_What needs to be done:_ The reply should consist of the line containing "AppError::DatabaseError(err.to_string())" and all lines after it in the listing below, reproduced exactly and nothing more.

-------- Records for the task

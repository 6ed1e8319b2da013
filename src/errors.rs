use serde::Serialize;
use thiserror::Error;

#[derive(Error, Debug)]
pub enum AppError {
    #[error("S3 operation failed: {0}")]
    S3Error(String),

    #[error("Invalid configuration: {0}")]
    ConfigError(String),

    #[error("IO error: {0}")]
    IoError(#[from] std::io::Error),

    #[error("Serialization error: {0}")]
    SerdeError(#[from] serde_json::Error),

    #[error("Validation error: {0}")]
    ValidationError(String),

    #[error("Database error: {0}")]
    DatabaseError(String),

    #[error("Database connection pool error: {0}")]
    PoolError(String),

    #[error("Database migration error: {0}")]
    MigrationError(String),

    #[error("Corrupt database quarantined: {0}")]
    CorruptDatabase(String),

    #[error("Index operation error: {0}")]
    IndexError(String),

    #[error("Indexing already in progress for bucket: {0}")]
    IndexingAlreadyInProgress(String),

    #[error("No active indexing job for bucket: {0}")]
    NoSuchIndexingJob(String),

    #[error("Unknown error: {0}")]
    Unknown(String),
}

// Conversion depuis rusqlite::Error
impl From<rusqlite::Error> for AppError {
    fn from(err: rusqlite::Error) -> Self {
        AppError::DatabaseError(err.to_string())
    }
}

// Conversion depuis r2d2::Error
impl From<r2d2::Error> for AppError {
    fn from(err: r2d2::Error) -> Self {
        AppError::PoolError(err.to_string())
    }
}

/// Error response serialized for an embedding host (IPC, HTTP, ...)
#[derive(Debug, Serialize)]
pub struct ErrorResponse {
    pub error: String,
    pub details: Option<String>,
}

impl From<AppError> for ErrorResponse {
    fn from(err: AppError) -> Self {
        ErrorResponse {
            error: err.to_string(),
            details: None,
        }
    }
}

impl From<AppError> for String {
    fn from(err: AppError) -> Self {
        err.to_string()
    }
}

----------------

_Exercise output:_
        AppError::DatabaseError(err.to_string())
    }
}

// Conversion depuis r2d2::Error
impl From<r2d2::Error> for AppError {
    fn from(err: r2d2::Error) -> Self {
        AppError::PoolError(err.to_string())
    }
}

/// Error response serialized for an embedding host (IPC, HTTP, ...)
#[derive(Debug, Serialize)]
pub struct ErrorResponse {
    pub error: String,
    pub details: Option<String>,
}

impl From<AppError> for ErrorResponse {
    fn from(err: AppError) -> Self {
        ErrorResponse {
            error: err.to_string(),
            details: None,
        }
    }
}

impl From<AppError> for String {
    fn from(err: AppError) -> Self {
        err.to_string()
    }
}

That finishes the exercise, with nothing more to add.